Edmunda spent the last quarter of 1901 performing “illusionary dance creations” like those she had already performed on stage with Eliason after she accepted an offer to open a season at Harry Rickards’ Tivoli Theatre in Sydney. She appeared on the same program as Charles de Wynne, who did shadowgraphy and magic tricks, but performed alone. Despite her dance act being well received in Sydney, and then in Melbourne and Adelaide, Edmunda told an interviewer she was thinking of touring India and South Africa as a magician. Instead she joined Dix’s Gaiety Company in January 1902 for a tour of New Zealand, in which she was promoted both as “America’s greatest illusionary dancer” and as the widow of the late Dante the Great. The tour took in Wellington, Auckland and Dunedin before it ended in mid-March at the Christchurch Opera House.

A few months after her New Zealand tour, Edmunda was reported to be “resting” in Sydney. She returned to the US in mid-1903, telling an interviewer in Utah that although the stage had no particular charm to her, she felt that she must keep performing. She was intending to leave Ethel and Oscar with relatives in Salt Lake City for a few months to resume “vaudeville, dancing and magic” when the new theatre season opened that September. Edmunda did not reveal precisely where she was planning to go, but around 1905, in San Rafael, California, she had a third child, Jean Alice Morse. The father was Utah resident, Brigham L. Morse, who Edmunda had married as “Verge Hammer” on her return to Utah.

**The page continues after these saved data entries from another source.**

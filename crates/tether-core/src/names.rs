use rand::distributions::Alphanumeric;
use rand::Rng;

use crate::error::CoreError;

/// Prefix of the storage slot used by the storage-event transport.
pub const STORAGE_KEY_PREFIX: &str = "tether.channel-";

/// Validates and trims an app-level channel name.
pub fn normalize_channel_name(name: &str) -> Result<String, CoreError> {
    let trimmed = name.trim();
    if trimmed.is_empty() {
        return Err(CoreError::InvalidInput("channel name must not be empty"));
    }
    Ok(trimmed.to_string())
}

/// Computes BLAKE3 and returns the 32-byte digest.
pub fn blake3_32(input: &[u8]) -> [u8; 32] {
    *blake3::hash(input).as_bytes()
}

/// Derives the persistent-store table for a channel:
/// `"bc_" || hex(H("tether-store" || name)[..8])`.
///
/// Hashing keeps arbitrary channel names out of SQL identifiers.
pub fn store_table_name(channel_name: &str) -> String {
    let mut buf = Vec::with_capacity(12 + channel_name.len());
    buf.extend_from_slice(b"tether-store");
    buf.extend_from_slice(channel_name.as_bytes());
    let digest = blake3_32(&buf);
    format!("bc_{}", hex::encode(&digest[..8]))
}

/// Well-known storage slot for a channel.
pub fn storage_key(channel_name: &str) -> String {
    format!("{STORAGE_KEY_PREFIX}{channel_name}")
}

/// Random alphanumeric token used to tag storage-event records.
pub fn random_token() -> String {
    rand::thread_rng()
        .sample_iter(&Alphanumeric)
        .take(12)
        .map(char::from)
        .collect()
}

#[cfg(test)]
mod tests {
    use super::{normalize_channel_name, random_token, storage_key, store_table_name};

    #[test]
    fn channel_name_normalization_trims_and_rejects_empty() {
        assert_eq!(
            normalize_channel_name("  tether ").expect("name should be valid"),
            "tether"
        );
        assert!(normalize_channel_name("   ").is_err());
    }

    #[test]
    fn table_names_are_stable_and_sql_safe() {
        let a = store_table_name("tabs\"; DROP TABLE x; --");
        assert_eq!(a, store_table_name("tabs\"; DROP TABLE x; --"));
        assert_eq!(a.len(), 3 + 16);
        assert!(a
            .chars()
            .all(|c| c.is_ascii_alphanumeric() || c == '_'));
        assert_ne!(store_table_name("a"), store_table_name("b"));
    }

    #[test]
    fn storage_key_is_prefixed() {
        assert_eq!(storage_key("tabs"), "tether.channel-tabs");
    }

    #[test]
    fn tokens_are_random_alphanumerics() {
        let a = random_token();
        let b = random_token();
        assert_eq!(a.len(), 12);
        assert_ne!(a, b);
    }
}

== Likely performances with Robert (Bob) "Doc" Cunningham ==

There is strong evidence that Edmunda later worked back in the US with another leading American illusionist from Utah, Robert (Bob) "Doc" Cunningham (1873–1951), who visited Oscar Eliason's grave and met her in Sydney in 1902. From 1909 to 1912 Cunningham, who used the stage name Cunning, performed across the US with “Mademoiselle Edmunda” – the same stage name Edmunda Eliason had used. Many new acts introduced by Cunningham while Mademoiselle Edmunda was working with him were key acts previously performed by Eliason. In April 1911, for example, Mademoiselle Edmunda was promoted as a “maid of mystery” at one of Cunning's shows in Salt Lake City. Audiences were promised that she would give demonstrations on the supposed feats of the so-called medium Annie Eva Fay. Oscar Eliason had done the identical thing in the same city many years earlier. Cunning promised that Mademoiselle Edmunda would also demonstrate “mind reading” by correctly naming numbers written on a blackboard by audience members while blindfolded, then doing calculations with them. Edmunda had performed precisely the same trick both with Eliason and then by herself after his death, using an assistant. Later that year, a report previewing other shows in Utah hinted at her performances in Australia when it stated that Mademoiselle Edmunda's “psychological experiments” were “the wonder of two continents”. And during a visit to Hawaii in 1912, the promotional words for Mademoiselle Edmunda's act of “what you know can’t happen, does happen, and though you don’t believe it, you see it” were almost precisely the same as those used for Eliason's shows in Australia.

== Family ==

Besides Oscar Eliason and Brigham Morse, Edmunda also had two other husbands. By April 1907 she had divorced Brigham Morse and married Charles Belcher. The 1910 US census identified him as an Australian-born auditor, working for a telephone company in Salt Lake City, but they later divorced. By the time of the 1940 census, Edmunda had again divorced and remarried, this time to Californian-born typewriter repairman, Charles A. Fischer. Edmunda died in Richmond, California, on 8 February 1946. A death notice said she was leaving behind a husband, four children, and four grandchildren.